• **TASK STATEMENT**
Output all entries below exactly as they are given.

• **RECORDED DATA**
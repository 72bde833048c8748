//! Tick accounting and the reporting surfaces.

use std::time::Duration;

use ossim::SchedPolicy;

mod common;

/// With no processes submitted, every tick is idle and no page moves.
#[test]
fn test_all_ticks_idle_without_processes() {
    common::setup_test();
    let dir = tempfile::tempdir().unwrap();
    let config = common::base_config(SchedPolicy::Fcfs);
    let manager = common::manager_in(config, dir.path());

    assert!(common::wait_until(Duration::from_secs(5), || {
        manager.clock().ticks() >= 30
    }));
    manager.shutdown();

    let clock = manager.clock();
    assert!(clock.ticks() >= 30);
    assert_eq!(clock.active_ticks(), 0);
    assert_eq!(clock.idle_ticks(), clock.ticks());

    let stats = manager.memory_stats();
    assert_eq!(stats.page_in, 0);
    assert_eq!(stats.page_out, 0);

    let vmstat = manager.vmstat();
    assert!(vmstat.contains("0 active cpu ticks"), "{vmstat}");
    assert!(vmstat.contains("0 pages paged in"), "{vmstat}");
    assert!(vmstat.contains("0 pages paged out"), "{vmstat}");
}

/// A busy run accrues active ticks, and active + idle always equals total.
#[test]
fn test_active_ticks_accrue_under_load() {
    common::setup_test();
    let dir = tempfile::tempdir().unwrap();
    let mut config = common::base_config(SchedPolicy::Fcfs);
    config.min_ins = 30;
    config.max_ins = 30;
    let manager = common::manager_in(config, dir.path());

    manager.submit("busy").unwrap();
    assert!(common::wait_all_finished(&manager, Duration::from_secs(10)));
    manager.shutdown();

    let clock = manager.clock();
    assert!(clock.active_ticks() >= 1);
    assert!(clock.active_ticks() <= clock.ticks());
    assert_eq!(clock.idle_ticks() + clock.active_ticks(), clock.ticks());
}

/// The reporting surfaces name the processes they summarise.
#[test]
fn test_reports_mention_processes() {
    common::setup_test();
    let dir = tempfile::tempdir().unwrap();
    let mut config = common::base_config(SchedPolicy::Fcfs);
    config.min_ins = 200;
    config.max_ins = 200;
    let manager = common::manager_in(config, dir.path());

    let a = manager.submit("reported").unwrap();
    assert!(common::wait_until(Duration::from_secs(5), || a.pc() > 0));

    let table = manager.process_table();
    assert!(table.contains("reported"), "{table}");
    assert!(table.contains("CPU utilization"), "{table}");

    let smi = manager.process_smi();
    assert!(smi.contains("reported"), "{smi}");

    let report_path = dir.path().join("report.txt");
    manager.write_report(&report_path).unwrap();
    let written = std::fs::read_to_string(&report_path).unwrap();
    assert!(written.contains("reported"));

    assert!(common::wait_all_finished(&manager, Duration::from_secs(10)));
    let table = manager.process_table();
    assert!(table.contains("Finished"), "{table}");
    manager.shutdown();
}

/// The batch generator submits on the configured cadence and stops cleanly.
#[test]
fn test_batch_generator_submits_processes() {
    common::setup_test();
    let dir = tempfile::tempdir().unwrap();
    let mut config = common::base_config(SchedPolicy::Fcfs);
    config.batch_process_freq = 5;
    config.min_ins = 2;
    config.max_ins = 2;
    let manager = common::manager_in(config, dir.path());

    assert!(manager.start_batch());
    // A second start is refused while the first is running.
    assert!(!manager.start_batch());

    assert!(common::wait_until(Duration::from_secs(5), || {
        manager.list_all().len() >= 3
    }));
    assert!(manager.stop_batch());
    assert!(!manager.stop_batch());

    let count = manager.list_all().len();
    assert!(count >= 3);
    // No further submissions after stop.
    std::thread::sleep(Duration::from_millis(10));
    assert_eq!(manager.list_all().len(), count);
    manager.shutdown();
}

/// The memory map snapshot reflects the live allocator.
#[test]
fn test_memory_snapshot_renders() {
    common::setup_test();
    let dir = tempfile::tempdir().unwrap();
    let mut config = common::base_config(SchedPolicy::Fcfs);
    config.min_ins = 200;
    config.max_ins = 200;
    let manager = common::manager_in(config, dir.path());

    let a = manager.submit("mapped").unwrap();
    assert!(common::wait_until(Duration::from_secs(5), || a.pc() > 0));
    let snapshot = manager.memory_snapshot();
    assert!(snapshot.contains("mapped"), "{snapshot}");
    manager.shutdown();
}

• **ANSWER TO THE PROBLEM**
repository 72bde833048c8748
//! Tick accounting and the reporting surfaces.

use std::time::Duration;

use ossim::SchedPolicy;

mod common;

/// With no processes submitted, every tick is idle and no page moves.
#[test]
fn test_all_ticks_idle_without_processes() {
    common::setup_test();
    let dir = tempfile::tempdir().unwrap();
    let config = common::base_config(SchedPolicy::Fcfs);
    let manager = common::manager_in(config, dir.path());

    assert!(common::wait_until(Duration::from_secs(5), || {
        manager.clock().ticks() >= 30
    }));
    manager.shutdown();

    let clock = manager.clock();
    assert!(clock.ticks() >= 30);
    assert_eq!(clock.active_ticks(), 0);
    assert_eq!(clock.idle_ticks(), clock.ticks());

    let stats = manager.memory_stats();
    assert_eq!(stats.page_in, 0);
    assert_eq!(stats.page_out, 0);

    let vmstat = manager.vmstat();
    assert!(vmstat.contains("0 active cpu ticks"), "{vmstat}");
    assert!(vmstat.contains("0 pages paged in"), "{vmstat}");
    assert!(vmstat.contains("0 pages paged out"), "{vmstat}");
}

/// A busy run accrues active ticks, and active + idle always equals total.
#[test]
fn test_active_ticks_accrue_under_load() {
    common::setup_test();
    let dir = tempfile::tempdir().unwrap();
    let mut config = common::base_config(SchedPolicy::Fcfs);
    config.min_ins = 30;
    config.max_ins = 30;
    let manager = common::manager_in(config, dir.path());

    manager.submit("busy").unwrap();
    assert!(common::wait_all_finished(&manager, Duration::from_secs(10)));
    manager.shutdown();

    let clock = manager.clock();
    assert!(clock.active_ticks() >= 1);
    assert!(clock.active_ticks() <= clock.ticks());
    assert_eq!(clock.idle_ticks() + clock.active_ticks(), clock.ticks());
}

/// The reporting surfaces name the processes they summarise.
#[test]
fn test_reports_mention_processes() {
    common::setup_test();
    let dir = tempfile::tempdir().unwrap();
    let mut config = common::base_config(SchedPolicy::Fcfs);
    config.min_ins = 200;
    config.max_ins = 200;
    let manager = common::manager_in(config, dir.path());

    let a = manager.submit("reported").unwrap();
    assert!(common::wait_until(Duration::from_secs(5), || a.pc() > 0));

    let table = manager.process_table();
    assert!(table.contains("reported"), "{table}");
    assert!(table.contains("CPU utilization"), "{table}");

    let smi = manager.process_smi();
    assert!(smi.contains("reported"), "{smi}");

    let report_path = dir.path().join("report.txt");
    manager.write_report(&report_path).unwrap();
    let written = std::fs::read_to_string(&report_path).unwrap();
    assert!(written.contains("reported"));

    assert!(common::wait_all_finished(&manager, Duration::from_secs(10)));
    let table = manager.process_table();
    assert!(table.contains("Finished"), "{table}");
    manager.shutdown();
}

/// The batch generator submits on the configured cadence and stops cleanly.
#[test]
fn test_batch_generator_submits_processes() {
    common::setup_test();
    let dir = tempfile::tempdir().unwrap();
    let mut config = common::base_config(SchedPolicy::Fcfs);
    config.batch_process_freq = 5;
    config.min_ins = 2;
    config.max_ins = 2;
    let manager = common::manager_in(config, dir.path());

    assert!(manager.start_batch());
    // A second start is refused while the first is running.
    assert!(!manager.start_batch());

    assert!(common::wait_until(Duration::from_secs(5), || {
        manager.list_all().len() >= 3
    }));
    assert!(manager.stop_batch());
    assert!(!manager.stop_batch());

    let count = manager.list_all().len();
    assert!(count >= 3);
    // No further submissions after stop.
    std::thread::sleep(Duration::from_millis(10));
    assert_eq!(manager.list_all().len(), count);
    manager.shutdown();
}

/// The memory map snapshot reflects the live allocator.
#[test]
fn test_memory_snapshot_renders() {
    common::setup_test();
    let dir = tempfile::tempdir().unwrap();
    let mut config = common::base_config(SchedPolicy::Fcfs);
    config.min_ins = 200;
    config.max_ins = 200;
    let manager = common::manager_in(config, dir.path());

    let a = manager.submit("mapped").unwrap();
    assert!(common::wait_until(Duration::from_secs(5), || a.pc() > 0));
    let snapshot = manager.memory_snapshot();
    assert!(snapshot.contains("mapped"), "{snapshot}");
    manager.shutdown();
}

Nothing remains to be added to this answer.